Department of Systems Engineering and Management

First Advisor

John M. Colombi, PhD


Modern defense systems are designed to static sets of requirements and specifications. This process has worked well in the past but fails to account for the strategic interdependence of design choices made prior to operating systems. However, as the world becomes increasingly competitive, and as the space domain becomes increasingly congested and contested, such interdependence of design can be described using Game Theory. Game Theory is the mathematical study of strategy, actions and payoffs between rational, self-interested actors. Limited extant research has applied Game Theory to system design but focused on a single system being designed cooperatively within a single company and incorporated regression derived payoffs.
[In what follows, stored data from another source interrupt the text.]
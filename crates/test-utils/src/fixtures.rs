//! Common fixtures for league-media tests.

/// Catalog snapshot with two teams, a scheduled event, a finished event,
/// a forfeit, a single-team event and a non-event page.
pub const SAMPLE_CATALOG_YAML: &str = r##"
settings:
  reverse_teams: false
  teams_delimiter: vs

teams:
  - id: 10
    modified: 2026-01-05T12:00:00Z
    short_name: Hawks
    abbreviation: HAW
    colors:
      primary: "#FF0000"
  - id: 20
    modified: 2026-01-06T08:30:00Z
    short_name: Owls
    colors:
      primary: "#0000FF"
  - id: 30
    modified: 2026-01-07T00:00:00Z
    short_name: Plain
  - id: 40
    modified: 2026-01-07T00:00:00Z
    short_name: Blank
    colors:
      primary: "not-a-color"

officials:
  - id: 501
    title: Pat Umpire
  - id: 502
    title: Sam Scorer

duties:
  - id: 1
    name: Umpire
  - id: 2
    name: Scorekeeper

pages:
  - id: 900
    title: About the League
    modified: 2026-01-01T00:00:00Z

events:
  - id: 100
    title: Hawks vs Owls
    modified: 2026-01-08T00:00:00Z
    date: 2026-02-10T19:00:00
    venue: Memorial Field
    status: ok
    content: Opening night.
    permalink: https://league.example/event/100
    teams: [10, 20]
    officials:
      1: [501]
  - id: 101
    title: Owls vs Hawks
    modified: 2026-01-09T00:00:00Z
    date: 2026-02-14T18:30:00
    venue: Riverside Park
    status: ok
    permalink: https://league.example/event/101
    teams: [20, 10]
    results:
      - team: 20
        values: { r: "7" }
        outcomes:
          - title: Win
            abbreviation: W
      - team: 10
        values: { r: "3" }
        outcomes:
          - title: Loss
  - id: 102
    title: Hawks vs Plain
    modified: 2026-01-09T00:00:00Z
    date: 2026-03-01T12:00:00
    status: postponed
    permalink: https://league.example/event/102
    teams: [10, 30]
  - id: 103
    title: Hawks
    modified: 2026-01-09T00:00:00Z
    date: 2026-03-02T12:00:00
    teams: [10]
  - id: 104
    title: Plain vs Blank
    modified: 2026-01-09T00:00:00Z
    date: 2026-03-03T12:00:00
    teams: [30, 40]
  - id: 105
    title: Hawks vs Owls
    modified: 2026-01-10T00:00:00Z
    date: 2026-02-12T20:00:00
    venue: Memorial Field
    permalink: https://league.example/event/105
    teams: [10, 20]
    results:
      - team: 10
        values: { r: "0" }
        outcomes:
          - title: Forfeit Loss
            abbreviation: F-L
      - team: 20
        values: { r: "9" }
        outcomes:
          - title: Forfeit Win
            abbreviation: F-W
"##;
//! Common types and utilities shared across league-media crates.

pub mod cache_key;
pub mod color;
pub mod content;
pub mod error;
pub mod event;
pub mod officials;
pub mod repository;
pub mod week;

pub use cache_key::PreviewCacheKey;
pub use color::TeamColor;
pub use content::{ContentId, ContentKind, ContentRecord, TeamColors, TeamRecord};
pub use error::{LeagueError, LeagueResult};
pub use event::{EventDetails, EventSettings, EventSummary, Outcome, TeamResult};
pub use officials::{Duty, Official, OfficialAssignments, OfficialsDirectory};
pub use repository::{ContentRepository, OfficialsWriter};
pub use week::{DateQuery, IsoWeek};
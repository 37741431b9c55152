//! Tests for head-to-head preview compositing.

use image::{Rgba, RgbaImage};
use league_common::TeamColor;
use renderer::{generate, render_canvas, CANVAS_HEIGHT, CANVAS_WIDTH};
use std::collections::HashSet;
use test_utils::{assert_approx_eq, LogoDir};

const RED: TeamColor = TeamColor { r: 255, g: 0, b: 0 };
const BLUE: TeamColor = TeamColor { r: 0, g: 0, b: 255 };
const RED_PX: Rgba<u8> = Rgba([255, 0, 0, 255]);
const BLUE_PX: Rgba<u8> = Rgba([0, 0, 255, 255]);

/// PNG color type byte from the IHDR chunk.
fn color_type(png: &[u8]) -> u8 {
    png[25]
}

fn decode(png: &[u8]) -> RgbaImage {
    image::load_from_memory(png).unwrap().to_rgba8()
}

/// Inclusive bounding box of pixels matching `pred`.
fn bounding_box(img: &RgbaImage, pred: impl Fn(u32, u32, &Rgba<u8>) -> bool) -> (u32, u32, u32, u32) {
    let mut min = (u32::MAX, u32::MAX);
    let mut max = (0, 0);
    for (x, y, px) in img.enumerate_pixels() {
        if pred(x, y, px) {
            min = (min.0.min(x), min.1.min(y));
            max = (max.0.max(x), max.1.max(y));
        }
    }
    (min.0, min.1, max.0, max.1)
}

#[test]
fn test_canvas_dimensions() {
    let img = decode(&generate(RED, BLUE, None, None).unwrap());
    assert_eq!(img.dimensions(), (CANVAS_WIDTH, CANVAS_HEIGHT));
}

#[test]
fn test_split_colors() {
    let img = render_canvas(RED, BLUE, None, None).unwrap();

    assert_eq!(*img.get_pixel(10, 10), RED_PX);
    assert_eq!(*img.get_pixel(10, 620), RED_PX);
    assert_eq!(*img.get_pixel(1190, 10), BLUE_PX);
    assert_eq!(*img.get_pixel(1190, 620), BLUE_PX);

    // The boundary leans: left color reaches further along the top edge.
    assert_eq!(*img.get_pixel(700, 2), RED_PX);
    assert_eq!(*img.get_pixel(500, 625), BLUE_PX);
    assert_eq!(*img.get_pixel(590, 314), RED_PX);
    assert_eq!(*img.get_pixel(610, 314), BLUE_PX);
}

#[test]
fn test_plain_split_has_two_colors_and_is_indexed() {
    let png = generate(RED, BLUE, None, None).unwrap();
    assert_eq!(color_type(&png), 3);

    let colors: HashSet<[u8; 4]> = decode(&png).pixels().map(|p| p.0).collect();
    assert_eq!(colors.len(), 2);
    assert!(colors.contains(&RED_PX.0));
    assert!(colors.contains(&BLUE_PX.0));
}

#[test]
fn test_default_colors_fill_white() {
    let img = render_canvas(TeamColor::DEFAULT, TeamColor::DEFAULT, None, None).unwrap();
    assert!(img.pixels().all(|p| *p == Rgba([255, 255, 255, 255])));
}

#[test]
fn test_small_logo_keeps_native_size() {
    let logos = LogoDir::new();
    let logo = logos.solid("small.png", 100, 50, [0, 255, 0]);

    let img = render_canvas(RED, BLUE, Some(&logo), None).unwrap();
    let green = |_: u32, _: u32, p: &Rgba<u8>| *p == Rgba([0, 255, 0, 255]);

    assert_eq!(bounding_box(&img, green), (250, 289, 349, 338));
    assert_eq!(img.pixels().filter(|p| **p == Rgba([0, 255, 0, 255])).count(), 5000);
}

#[test]
fn test_wide_logo_scaled_into_left_half() {
    let logos = LogoDir::new();
    let logo = logos.solid("wide.png", 1000, 500, [0, 255, 0]);

    let img = render_canvas(RED, BLUE, Some(&logo), None).unwrap();
    let (x0, y0, x1, y1) = bounding_box(&img, |x, _, p| x < 600 && *p != RED_PX && *p != BLUE_PX);

    assert_eq!((x1 - x0 + 1, y1 - y0 + 1), (480, 240));
    assert_eq!((x0, y0), (60, 194));
}

#[test]
fn test_tall_logo_scaled_into_right_half() {
    let logos = LogoDir::new();
    let logo = logos.solid("tall.png", 400, 1000, [0, 255, 0]);

    let img = render_canvas(RED, BLUE, None, Some(&logo)).unwrap();
    let (x0, y0, x1, y1) = bounding_box(&img, |x, _, p| x >= 760 && *p != BLUE_PX);

    assert_eq!((x1 - x0 + 1, y1 - y0 + 1), (201, 502));
    assert_eq!(y0, 63);
    assert_eq!(x0, 800);
}

#[test]
fn test_scaled_logos_keep_aspect_ratio() {
    let logos = LogoDir::new();
    let wide = logos.solid("wide.png", 1000, 500, [0, 255, 0]);
    let tall = logos.solid("tall.png", 400, 1000, [0, 255, 0]);

    let img = render_canvas(RED, BLUE, Some(&wide), Some(&tall)).unwrap();
    let (x0, y0, x1, y1) = bounding_box(&img, |x, _, p| x < 600 && *p != RED_PX && *p != BLUE_PX);
    assert_approx_eq!((x1 - x0 + 1) as f64 / (y1 - y0 + 1) as f64, 2.0, 0.01);

    let (x0, y0, x1, y1) = bounding_box(&img, |x, _, p| x >= 760 && *p != BLUE_PX);
    assert_approx_eq!((x1 - x0 + 1) as f64 / (y1 - y0 + 1) as f64, 0.4, 0.01);
}

#[test]
fn test_corrupt_logo_is_skipped() {
    let logos = LogoDir::new();
    let corrupt = logos.corrupt("broken.png");

    let with_corrupt = generate(RED, BLUE, Some(&corrupt), None).unwrap();
    let without = generate(RED, BLUE, None, None).unwrap();
    assert_eq!(with_corrupt, without);
}

#[test]
fn test_missing_logo_file_is_skipped() {
    let logos = LogoDir::new();
    let missing = logos.path().join("nope.png");

    let png = generate(RED, BLUE, None, Some(&missing)).unwrap();
    assert_eq!(png, generate(RED, BLUE, None, None).unwrap());
}

#[test]
fn test_many_colors_fall_back_to_rgba() {
    let logos = LogoDir::new();
    let gradient = RgbaImage::from_fn(300, 300, |x, y| Rgba([x as u8, y as u8, 128, 255]));
    let logo = test_utils::write_logo(logos.path(), "gradient.png", &gradient);

    let png = generate(RED, BLUE, Some(&logo), None).unwrap();
    assert_eq!(color_type(&png), 6);
    assert_eq!(decode(&png).dimensions(), (CANVAS_WIDTH, CANVAS_HEIGHT));
}

#[test]
fn test_output_is_deterministic() {
    let logos = LogoDir::new();
    let a = logos.solid("a.png", 640, 480, [10, 200, 30]);
    let b = logos.solid("b.png", 64, 64, [250, 250, 0]);

    let first = generate(RED, BLUE, Some(&a), Some(&b)).unwrap();
    let second = generate(RED, BLUE, Some(&a), Some(&b)).unwrap();
    assert_eq!(first, second);
}
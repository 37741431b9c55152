//! Narrow accessors onto the host platform's content store.

use async_trait::async_trait;

use crate::content::{ContentId, ContentRecord, TeamRecord};
use crate::error::LeagueResult;
use crate::event::{EventDetails, EventSettings, EventSummary};
use crate::officials::{OfficialAssignments, OfficialsDirectory};
use crate::week::DateQuery;

/// Read-only view of events, teams and their relations.
#[async_trait]
pub trait ContentRepository: Send + Sync {
    /// Look up any content item by id.
    async fn content(&self, id: ContentId) -> LeagueResult<Option<ContentRecord>>;

    /// Team ids related to a content item, in relation order.
    async fn related_teams(&self, id: ContentId) -> LeagueResult<Vec<ContentId>>;

    async fn team(&self, id: ContentId) -> LeagueResult<Option<TeamRecord>>;

    async fn event_details(&self, id: ContentId) -> LeagueResult<Option<EventDetails>>;

    /// Events, optionally restricted to a date range, ordered by date.
    async fn events(&self, query: Option<DateQuery>) -> LeagueResult<Vec<EventSummary>>;

    async fn event_officials(&self, id: ContentId) -> LeagueResult<Option<OfficialAssignments>>;

    /// Duties and published officials for the bulk-edit form.
    async fn officials_directory(&self) -> LeagueResult<OfficialsDirectory>;

    async fn settings(&self) -> LeagueResult<EventSettings>;
}

/// Write-back of officials assignments to the host.
#[async_trait]
pub trait OfficialsWriter: Send + Sync {
    async fn set_event_officials(
        &self,
        id: ContentId,
        officials: OfficialAssignments,
    ) -> LeagueResult<()>;
}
This research extended Game Theory Based Design to non-cooperative red vs. blue actors designing their own systems and incorporated physics-based simulation to determine payoffs. The hypothesized scenario has blue conducting Space Situational Awareness from a polar geosynchronous orbit, and red conducting geosynchronous proximity operations. The output from this AGI System Tool Kit (STK) simulation allows analysis of any Nash Equilibria of the satellite designs. Results indicate Game Theory can be applied to the design of U.S. Space systems to account for strategic interdependence between non-cooperative or hostile nations.